(Source material Opens)

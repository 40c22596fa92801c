//! Declarative command trees for clap. Describe the commands, their flags
//! and callbacks as plain values, compile once, and run.
//!
//! ```ignore
//! use clapsoil::*;
//!
//! let cli = Command::new(
//!     "myapp",
//!     [
//!         short("Does useful things"),
//!         defaults(env!("CARGO_PKG_VERSION"), "abc1234"),
//!         sub(
//!             "serve",
//!             [
//!                 short("Start the server"),
//!                 flag("port", int(8080)).abbr('p').env().into(),
//!                 run(|inv| {
//!                     let logger = configure_default_logging(inv.settings())?;
//!                     let port = inv.settings().get_int("port").unwrap_or(8080);
//!                     logger.in_scope(|| tracing::info!(port, "listening"));
//!                     Ok(())
//!                 }),
//!             ],
//!         ),
//!     ],
//! )
//! .compile()?;
//!
//! cli.execute();
//! ```
//!
//! That tree gives `myapp serve --port`, a `PORT` environment fallback,
//! `myapp version`, `myapp completion <shell>`, and the persistent
//! `--loglevel/-l`, `--logfile` and `--logformat` flags.
//!
//! # Applicants
//!
//! Everything you attach to a [`Command`] is an [`Applicant`]: a command
//! option ([`short`], [`long`], [`aliases`], [`valid_args`], [`hidden`],
//! [`deprecated`], [`args()`], [`run`]), a flag ([`FlagSpec`] via `.into()`),
//! a child command ([`sub`]) or a bundle of applicants ([`group`]).
//! Applicants are data, so a tree can be inspected before it is compiled and
//! reusable pieces such as [`defaults`] are ordinary functions returning an
//! `Applicant`.
//!
//! Options on the same command are applied in declaration order; a later
//! `short` replaces an earlier one. Children are attached in declaration
//! order too, which is also the order they appear in help.
//!
//! # Compilation
//!
//! [`Command::compile`] lowers the tree depth-first into a `clap::Command`
//! and returns a [`Cli`]. Structural mistakes are caught here, not at run
//! time:
//!
//! - two flags with the same name on one command fail with
//!   [`SoilError::DuplicateFlag`] unless the later one calls
//!   [`shadow()`](FlagSpec::shadow);
//! - two children with the same name fail with
//!   [`SoilError::DuplicateCommand`];
//! - two different settings keys that would read the same environment
//!   variable fail with [`SoilError::EnvCollision`].
//!
//! # Flags and settings
//!
//! [`flag`] takes a name and a typed default ([`string`], [`boolean`],
//! [`int`], [`float`], [`duration`]). Persistent flags are visible to every
//! descendant. Flags bound with [`env()`](FlagSpec::env) are resolved into
//! the invocation's [`Settings`]:
//!
//! ```text
//! Declared default     flag("port", int(8080))
//!        ↑ overridden by
//! Environment var      PORT, or MYAPP__PORT with .env_prefix("MYAPP")
//!        ↑ overridden by
//! Command line         --port 9000
//! ```
//!
//! Variable names are derived from the key: segments in SHOUTY_SNAKE_CASE,
//! dots become `__` (`server.max-conn` → `SERVER__MAX_CONN`).
//! [`env_var()`](FlagSpec::env_var) names the variable exactly instead.
//! [`Settings::extract`] deserializes the store into a confique config
//! struct, filling in its defaults.
//!
//! # Positional arguments
//!
//! A command accepts positionals when it has no children or declares an
//! [`args()`] rule or [`valid_args`]. [`PositionalArgs`] rules are checked
//! before the run callback executes; [`PositionalArgs::All`] runs its rules
//! in order and stops at the first failure.
//!
//! # Logging
//!
//! [`configure_logging`] builds a [`Logger`] from a level name and a
//! destination (`-` for stderr). Nothing global happens until
//! [`Logger::install`]; until then [`Logger::noop`] is the stand-in.
//! Unknown levels fall back to warn; a log file that cannot be opened is an
//! error, not an exit.
//!
//! # Error handling
//!
//! Fallible operations return [`SoilError`]. [`Cli::run`] returns errors to
//! the caller; [`Cli::execute`] reports them and exits.

pub mod common;
pub mod error;
pub mod logging;
pub mod types;

mod args;
mod cli;
mod command;
mod duration;
mod env;
mod flag;
mod lower;
mod settings;

#[cfg(test)]
mod fixtures;

pub use args::{ArgsError, PositionalArgs};
pub use cli::{Cli, Invocation};
pub use command::{
    Applicant, Command, CommandOption, Declaration, RunFn, aliases, args, deprecated, group,
    hidden, long, run, short, sub, valid_args,
};
pub use common::{
    completion, defaults, flag_log_file, flag_log_format, flag_log_level, version,
};
pub use duration::{DurationError, format_duration, parse_duration};
pub use env::env_var_name;
pub use error::{RunError, SoilError};
pub use flag::{FlagSpec, boolean, duration, flag, float, int, string};
pub use logging::{
    LogConfig, LogFormat, LogLevel, LogSettings, LogSink, Logger, configure_default_logging,
    configure_logging, configure_logging_with,
};
pub use settings::{Origin, Settings};
pub use types::{CompletionShell, FlagValue, PathHint};
//! Flag declarations and their lowering into `clap::Arg`.

use std::time::Duration;

use clap::builder::ValueHint;
use clap::{Arg, ArgAction, value_parser};

use crate::duration::parse_duration;
use crate::types::{FlagValue, PathHint};

/// Full configuration of one flag.
///
/// Created with [`flag`] and refined with the builder methods below, then
/// turned into an [`Applicant`](crate::Applicant) with `.into()`:
///
/// ```ignore
/// flag("loglevel", string("warn"))
///     .abbr('l')
///     .description("Minimum level for log messages")
///     .persistent()
///     .env()
///     .into()
/// ```
#[derive(Debug, Clone, PartialEq)]
pub struct FlagSpec {
    name: String,
    value: FlagValue,
    persistent: bool,
    mandatory: bool,
    abbreviation: Option<char>,
    description: String,
    env_key: Option<String>,
    env_var: Option<String>,
    path_hint: Option<PathHint>,
    shadow: bool,
}

/// Declare a flag named `name` with the given type and default.
pub fn flag(name: impl Into<String>, value: FlagValue) -> FlagSpec {
    FlagSpec {
        name: name.into(),
        value,
        persistent: false,
        mandatory: false,
        abbreviation: None,
        description: String::new(),
        env_key: None,
        env_var: None,
        path_hint: None,
        shadow: false,
    }
}

pub fn string(default: impl Into<String>) -> FlagValue {
    FlagValue::Str(default.into())
}

pub fn boolean(default: bool) -> FlagValue {
    FlagValue::Bool(default)
}

pub fn int(default: i64) -> FlagValue {
    FlagValue::Int(default)
}

pub fn float(default: f64) -> FlagValue {
    FlagValue::Float(default)
}

pub fn duration(default: Duration) -> FlagValue {
    FlagValue::Duration(default)
}

impl FlagSpec {
    /// Make the flag visible to this command and all its descendants.
    pub fn persistent(mut self) -> Self {
        self.persistent = true;
        self
    }

    /// Require the flag on the command line.
    pub fn mandatory(mut self) -> Self {
        self.mandatory = true;
        self
    }

    pub fn abbr(mut self, short: char) -> Self {
        self.abbreviation = Some(short);
        self
    }

    pub fn description(mut self, text: impl Into<String>) -> Self {
        self.description = text.into();
        self
    }

    /// Bind the flag into the settings store under its own name, with an
    /// environment fallback derived from that name.
    pub fn env(mut self) -> Self {
        self.env_key = Some(self.name.clone());
        self
    }

    /// Bind the flag under `key` instead of its name. Dotted keys nest.
    pub fn env_name(mut self, key: impl Into<String>) -> Self {
        self.env_key = Some(key.into());
        self
    }

    /// Read the fallback from exactly this variable, bypassing name
    /// derivation and the env prefix. Implies [`env`](Self::env) when no key
    /// has been set.
    pub fn env_var(mut self, var: impl Into<String>) -> Self {
        if self.env_key.is_none() {
            self.env_key = Some(self.name.clone());
        }
        self.env_var = Some(var.into());
        self
    }

    /// Complete as a file name, optionally limited to `extensions`.
    pub fn filename<I, S>(mut self, extensions: I) -> Self
    where
        I: IntoIterator<Item = S>,
        S: Into<String>,
    {
        self.path_hint = Some(PathHint::Filename(
            extensions.into_iter().map(Into::into).collect(),
        ));
        self
    }

    /// Complete as a directory name.
    pub fn dirname(mut self) -> Self {
        self.path_hint = Some(PathHint::Dirname);
        self
    }

    /// Replace an earlier flag with the same name on the same command
    /// instead of failing compilation.
    pub fn shadow(mut self) -> Self {
        self.shadow = true;
        self
    }

    pub fn name(&self) -> &str {
        &self.name
    }

    pub fn value(&self) -> &FlagValue {
        &self.value
    }

    pub fn is_persistent(&self) -> bool {
        self.persistent
    }

    pub fn is_mandatory(&self) -> bool {
        self.mandatory
    }

    pub fn abbreviation(&self) -> Option<char> {
        self.abbreviation
    }

    pub fn get_description(&self) -> &str {
        &self.description
    }

    pub fn env_key(&self) -> Option<&str> {
        self.env_key.as_deref()
    }

    pub fn explicit_env_var(&self) -> Option<&str> {
        self.env_var.as_deref()
    }

    pub fn path_hint(&self) -> Option<&PathHint> {
        self.path_hint.as_ref()
    }

    pub fn is_shadowing(&self) -> bool {
        self.shadow
    }

    /// Register this flag as a clap argument.
    ///
    /// Persistent flags become clap globals. Mandatory flags get no default;
    /// local ones are marked required, persistent ones are checked at
    /// dispatch since clap cannot require a global argument.
    pub(crate) fn to_arg(&self) -> Arg {
        let mut arg = Arg::new(self.name.clone())
            .long(self.name.clone())
            .help(self.description.clone())
            .global(self.persistent);
        if let Some(short) = self.abbreviation {
            arg = arg.short(short);
        }

        arg = match &self.value {
            FlagValue::Str(_) => arg.action(ArgAction::Set).value_parser(value_parser!(String)),
            FlagValue::Bool(_) => arg
                .action(ArgAction::Set)
                .num_args(0..=1)
                .require_equals(true)
                .default_missing_value("true")
                .value_parser(value_parser!(bool)),
            FlagValue::Int(_) => arg.action(ArgAction::Set).value_parser(value_parser!(i64)),
            FlagValue::Float(_) => arg.action(ArgAction::Set).value_parser(value_parser!(f64)),
            FlagValue::Duration(_) => arg
                .action(ArgAction::Set)
                .value_name("DURATION")
                .value_parser(parse_duration),
        };

        if self.mandatory {
            arg = arg.required(!self.persistent);
        } else {
            arg = arg.default_value(self.value.to_arg_string());
        }

        match &self.path_hint {
            Some(PathHint::Filename(_)) => arg.value_hint(ValueHint::FilePath),
            Some(PathHint::Dirname) => arg.value_hint(ValueHint::DirPath),
            None => arg,
        }
    }
}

(Source material Closes)

• _Exercise description_
Your task is to return each line of the data above that contains the string "Complete".

• _Response to the task_
    /// Complete as a file name, optionally limited to `extensions`.
    /// Complete as a directory name.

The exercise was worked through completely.